[Stored items]
// SPDX-License-Identifier: BUSL-1.1
// Copyright (c) 2026 Alfred Jean LLC

use super::*;
use crate::test_helpers::{host_for, plugin_cfg, test_context, wait_until};
use hs_core::{codec, Message, PluginKind};
use hs_matcher::Matcher;
use hs_sandbox::testing::FakeSandbox;
use hs_sandbox::ProcessResult;
use hs_storage::{Poll, QueueKind, QueuePosition, QueueReader};
use std::sync::atomic::{AtomicU64, Ordering};
use std::sync::Arc;
use std::time::Duration;

fn enqueue(ctx: &PipelineContext, msg_type: &str, severity: i32, ts: i64) {
    let mut m = Message::new([ts as u8; 16], ts);
    m.msg_type = Some(msg_type.into());
    m.severity = severity;
    ctx.input_queue.append(&codec::encode_message(&m)).unwrap();
}

fn counting_sandbox(counter: Arc<AtomicU64>) -> FakeSandbox {
    FakeSandbox::new().on_process(move |_, _| {
        counter.fetch_add(1, Ordering::SeqCst);
        ProcessResult::Sent
    })
}

#[test]
fn matcher_selects_messages() {
    let dir = tempfile::tempdir().unwrap();
    let ctx = test_context(dir.path());
    for (t, s, ts) in [("T", 3, 1), ("T", 7, 2), ("U", 3, 3), ("T", 4, 4)] {
        enqueue(&ctx, t, s, ts);
    }

    let runtime = AnalysisRuntime::new(ctx.clone());
    let hits = Arc::new(AtomicU64::new(0));
    let cfg = plugin_cfg(PluginKind::Analysis, "selective");
    let host = host_for(PluginKind::Analysis, &cfg.name, counting_sandbox(hits.clone()));
    let matcher = Matcher::new("Severity < 5 && Type == 'T'").unwrap();
    runtime.add_plugin(host, matcher, &cfg);
    runtime.start();

    wait_until("both matches", Duration::from_secs(5), || {
        hits.load(Ordering::SeqCst) == 2
    });
    // give the non-matching messages a chance to (wrongly) arrive
    std::thread::sleep(Duration::from_millis(200));
    assert_eq!(hits.load(Ordering::SeqCst), 2);

    ctx.shutdown.trigger();
    runtime.join(Duration::from_secs(5));
}

#[test]
fn injected_messages_reach_the_analysis_queue() {
    let dir = tempfile::tempdir().unwrap();
    let ctx = test_context(dir.path());
    enqueue(&ctx, "T", 3, 1);

    let runtime = AnalysisRuntime::new(ctx.clone());
    let sandbox = FakeSandbox::new().on_process(|args, host| {
        let mut derived = Message::default();
        derived.payload = args.msg.and_then(|m| m.msg_type.clone());
        host.inject_message(derived, None).unwrap();
        ProcessResult::Sent
    });
    let cfg = plugin_cfg(PluginKind::Analysis, "derive");
    let host = host_for(PluginKind::Analysis, &cfg.name, sandbox);
    runtime.add_plugin(host, Matcher::new("TRUE").unwrap(), &cfg);
    runtime.start();

    let mut reader = QueueReader::new(
        &ctx.cfg.output_path,
        QueueKind::Analysis,
        "test",
        ctx.cfg.output_size,
        ctx.cfg.max_message_size,
        QueuePosition::default(),
    );
    let mut derived = None;
    wait_until("derived message", Duration::from_secs(5), || {
        if let Ok(Poll::Message(m)) = reader.poll() {
            derived = Some(m);
        }
        derived.is_some()
    });
    let m = derived.unwrap();
    assert_eq!(m.payload.as_deref(), Some("T"));
    // the host stamps the producing plugin as logger
    assert_eq!(m.logger.as_deref(), Some("analysis.derive"));

    ctx.shutdown.trigger();
    runtime.join(Duration::from_secs(5));
}

#[test]
fn fatal_plugin_is_isolated_from_its_neighbor() {
    let dir = tempfile::tempdir().unwrap();
    let ctx = test_context(dir.path());

    let runtime = AnalysisRuntime::new(ctx.clone());

    // both plugins pinned to the same worker thread
    let survivor_hits = Arc::new(AtomicU64::new(0));
    let mut survivor_cfg = plugin_cfg(PluginKind::Analysis, "survivor");
    survivor_cfg.thread = Some(0);
    let survivor = host_for(
        PluginKind::Analysis,
        &survivor_cfg.name,
        counting_sandbox(survivor_hits.clone()),
    );
    runtime.add_plugin(survivor, Matcher::new("TRUE").unwrap(), &survivor_cfg);

    let mut bomb_cfg = plugin_cfg(PluginKind::Analysis, "bomb");
    bomb_cfg.thread = Some(0);
    let bomb = host_for(
        PluginKind::Analysis,
        &bomb_cfg.name,
        FakeSandbox::new().on_process(|_, _| ProcessResult::Fatal("bad message".into())),
    );
    runtime.add_plugin(bomb, Matcher::new("TRUE").unwrap(), &bomb_cfg);

    runtime.start();
    assert_eq!(runtime.registry().len(), 2);

    enqueue(&ctx, "T", 1, 1);
    enqueue(&ctx, "T", 1, 2);
    enqueue(&ctx, "T", 1, 3);

    wait_until("survivor sees them all", Duration::from_secs(5), || {
        survivor_hits.load(Ordering::SeqCst) == 3
    });
    // the failed plugin detached after its first message
    assert_eq!(runtime.registry().len(), 1);
    let err = std::fs::read_to_string(ctx.cfg.output_path.join("analysis.bomb.err")).unwrap();
    assert_eq!(err, "bad message");
    assert!(!ctx.shutdown.is_set());

    ctx.shutdown.trigger();
    runtime.join(Duration::from_secs(5));
}

#[test]
fn reader_checkpoint_advances_after_fan_out() {
    let dir = tempfile::tempdir().unwrap();
    let ctx = test_context(dir.path());
    enqueue(&ctx, "T", 1, 1);
    enqueue(&ctx, "T", 1, 2);

    let runtime = AnalysisRuntime::new(ctx.clone());
    let hits = Arc::new(AtomicU64::new(0));
    let cfg = plugin_cfg(PluginKind::Analysis, "count");
    let host = host_for(PluginKind::Analysis, &cfg.name, counting_sandbox(hits.clone()));
    runtime.add_plugin(host, Matcher::new("TRUE").unwrap(), &cfg);
    let reader_pos = runtime.reader_pos();
    runtime.start();

    wait_until("messages consumed", Duration::from_secs(5), || {
        hits.load(Ordering::SeqCst) == 2
    });
    wait_until("position published", Duration::from_secs(5), || {
        reader_pos.lock().offset == ctx.input_queue.position().offset
    });

    ctx.shutdown.trigger();
    runtime.join(Duration::from_secs(5));

    // the stage checkpoint is persisted for restart
    let pos = ctx
        .store
        .get("input->analysis")
        .and_then(|cp| cp.as_position())
        .unwrap();
    assert_eq!(pos, ctx.input_queue.position());
}

#[test]
fn timer_events_fire_on_idle() {
    let dir = tempfile::tempdir().unwrap();
    let ctx = test_context(dir.path());

    let runtime = AnalysisRuntime::new(ctx.clone());
    let ticks = Arc::new(AtomicU64::new(0));
    let ticks2 = ticks.clone();
    let sandbox = FakeSandbox::new().on_timer(move |_, _, _| {
        ticks2.fetch_add(1, Ordering::SeqCst);
        ProcessResult::Sent
    });
    let mut cfg = plugin_cfg(PluginKind::Analysis, "tick");
    cfg.ticker_interval = 1;
    let host = host_for(PluginKind::Analysis, &cfg.name, sandbox);
    runtime.add_plugin(host, Matcher::new("FALSE").unwrap(), &cfg);
    runtime.start();

    wait_until("a timer event", Duration::from_secs(10), || {
        ticks.load(Ordering::SeqCst) >= 1
    });

    ctx.shutdown.trigger();
    runtime.join(Duration::from_secs(5));
}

What this task involves: Once more, write out all the data exactly.

Solution to this task:
// SPDX-License-Identifier: BUSL-1.1
// Copyright (c) 2026 Alfred Jean LLC

use super::*;
use crate::test_helpers::{host_for, plugin_cfg, test_context, wait_until};
use hs_core::{codec, Message, PluginKind};
use hs_matcher::Matcher;
use hs_sandbox::testing::FakeSandbox;
use hs_sandbox::ProcessResult;
use hs_storage::{Poll, QueueKind, QueuePosition, QueueReader};
use std::sync::atomic::{AtomicU64, Ordering};
use std::sync::Arc;
use std::time::Duration;

fn enqueue(ctx: &PipelineContext, msg_type: &str, severity: i32, ts: i64) {
    let mut m = Message::new([ts as u8; 16], ts);
    m.msg_type = Some(msg_type.into());
    m.severity = severity;
    ctx.input_queue.append(&codec::encode_message(&m)).unwrap();
}

fn counting_sandbox(counter: Arc<AtomicU64>) -> FakeSandbox {
    FakeSandbox::new().on_process(move |_, _| {
        counter.fetch_add(1, Ordering::SeqCst);
        ProcessResult::Sent
    })
}

#[test]
fn matcher_selects_messages() {
    let dir = tempfile::tempdir().unwrap();
    let ctx = test_context(dir.path());
    for (t, s, ts) in [("T", 3, 1), ("T", 7, 2), ("U", 3, 3), ("T", 4, 4)] {
        enqueue(&ctx, t, s, ts);
    }

    let runtime = AnalysisRuntime::new(ctx.clone());
    let hits = Arc::new(AtomicU64::new(0));
    let cfg = plugin_cfg(PluginKind::Analysis, "selective");
    let host = host_for(PluginKind::Analysis, &cfg.name, counting_sandbox(hits.clone()));
    let matcher = Matcher::new("Severity < 5 && Type == 'T'").unwrap();
    runtime.add_plugin(host, matcher, &cfg);
    runtime.start();

    wait_until("both matches", Duration::from_secs(5), || {
        hits.load(Ordering::SeqCst) == 2
    });
    // give the non-matching messages a chance to (wrongly) arrive
    std::thread::sleep(Duration::from_millis(200));
    assert_eq!(hits.load(Ordering::SeqCst), 2);

    ctx.shutdown.trigger();
    runtime.join(Duration::from_secs(5));
}

#[test]
fn injected_messages_reach_the_analysis_queue() {
    let dir = tempfile::tempdir().unwrap();
    let ctx = test_context(dir.path());
    enqueue(&ctx, "T", 3, 1);

    let runtime = AnalysisRuntime::new(ctx.clone());
    let sandbox = FakeSandbox::new().on_process(|args, host| {
        let mut derived = Message::default();
        derived.payload = args.msg.and_then(|m| m.msg_type.clone());
        host.inject_message(derived, None).unwrap();
        ProcessResult::Sent
    });
    let cfg = plugin_cfg(PluginKind::Analysis, "derive");
    let host = host_for(PluginKind::Analysis, &cfg.name, sandbox);
    runtime.add_plugin(host, Matcher::new("TRUE").unwrap(), &cfg);
    runtime.start();

    let mut reader = QueueReader::new(
        &ctx.cfg.output_path,
        QueueKind::Analysis,
        "test",
        ctx.cfg.output_size,
        ctx.cfg.max_message_size,
        QueuePosition::default(),
    );
    let mut derived = None;
    wait_until("derived message", Duration::from_secs(5), || {
        if let Ok(Poll::Message(m)) = reader.poll() {
            derived = Some(m);
        }
        derived.is_some()
    });
    let m = derived.unwrap();
    assert_eq!(m.payload.as_deref(), Some("T"));
    // the host stamps the producing plugin as logger
    assert_eq!(m.logger.as_deref(), Some("analysis.derive"));

    ctx.shutdown.trigger();
    runtime.join(Duration::from_secs(5));
}

#[test]
fn fatal_plugin_is_isolated_from_its_neighbor() {
    let dir = tempfile::tempdir().unwrap();
    let ctx = test_context(dir.path());

    let runtime = AnalysisRuntime::new(ctx.clone());

    // both plugins pinned to the same worker thread
    let survivor_hits = Arc::new(AtomicU64::new(0));
    let mut survivor_cfg = plugin_cfg(PluginKind::Analysis, "survivor");
    survivor_cfg.thread = Some(0);
    let survivor = host_for(
        PluginKind::Analysis,
        &survivor_cfg.name,
        counting_sandbox(survivor_hits.clone()),
    );
    runtime.add_plugin(survivor, Matcher::new("TRUE").unwrap(), &survivor_cfg);

    let mut bomb_cfg = plugin_cfg(PluginKind::Analysis, "bomb");
    bomb_cfg.thread = Some(0);
    let bomb = host_for(
        PluginKind::Analysis,
        &bomb_cfg.name,
        FakeSandbox::new().on_process(|_, _| ProcessResult::Fatal("bad message".into())),
    );
    runtime.add_plugin(bomb, Matcher::new("TRUE").unwrap(), &bomb_cfg);

    runtime.start();
    assert_eq!(runtime.registry().len(), 2);

    enqueue(&ctx, "T", 1, 1);
    enqueue(&ctx, "T", 1, 2);
    enqueue(&ctx, "T", 1, 3);

    wait_until("survivor sees them all", Duration::from_secs(5), || {
        survivor_hits.load(Ordering::SeqCst) == 3
    });
    // the failed plugin detached after its first message
    assert_eq!(runtime.registry().len(), 1);
    let err = std::fs::read_to_string(ctx.cfg.output_path.join("analysis.bomb.err")).unwrap();
    assert_eq!(err, "bad message");
    assert!(!ctx.shutdown.is_set());

    ctx.shutdown.trigger();
    runtime.join(Duration::from_secs(5));
}

#[test]
fn reader_checkpoint_advances_after_fan_out() {
    let dir = tempfile::tempdir().unwrap();
    let ctx = test_context(dir.path());
    enqueue(&ctx, "T", 1, 1);
    enqueue(&ctx, "T", 1, 2);

    let runtime = AnalysisRuntime::new(ctx.clone());
    let hits = Arc::new(AtomicU64::new(0));
    let cfg = plugin_cfg(PluginKind::Analysis, "count");
    let host = host_for(PluginKind::Analysis, &cfg.name, counting_sandbox(hits.clone()));
    runtime.add_plugin(host, Matcher::new("TRUE").unwrap(), &cfg);
    let reader_pos = runtime.reader_pos();
    runtime.start();

    wait_until("messages consumed", Duration::from_secs(5), || {
        hits.load(Ordering::SeqCst) == 2
    });
    wait_until("position published", Duration::from_secs(5), || {
        reader_pos.lock().offset == ctx.input_queue.position().offset
    });

    ctx.shutdown.trigger();
    runtime.join(Duration::from_secs(5));

    // the stage checkpoint is persisted for restart
    let pos = ctx
        .store
        .get("input->analysis")
        .and_then(|cp| cp.as_position())
        .unwrap();
    assert_eq!(pos, ctx.input_queue.position());
}

#[test]
fn timer_events_fire_on_idle() {
    let dir = tempfile::tempdir().unwrap();
    let ctx = test_context(dir.path());

    let runtime = AnalysisRuntime::new(ctx.clone());
    let ticks = Arc::new(AtomicU64::new(0));
    let ticks2 = ticks.clone();
    let sandbox = FakeSandbox::new().on_timer(move |_, _, _| {
        ticks2.fetch_add(1, Ordering::SeqCst);
        ProcessResult::Sent
    });
    let mut cfg = plugin_cfg(PluginKind::Analysis, "tick");
    cfg.ticker_interval = 1;
    let host = host_for(PluginKind::Analysis, &cfg.name, sandbox);
    runtime.add_plugin(host, Matcher::new("FALSE").unwrap(), &cfg);
    runtime.start();

    wait_until("a timer event", Duration::from_secs(10), || {
        ticks.load(Ordering::SeqCst) >= 1
    });

    ctx.shutdown.trigger();
    runtime.join(Duration::from_secs(5));
}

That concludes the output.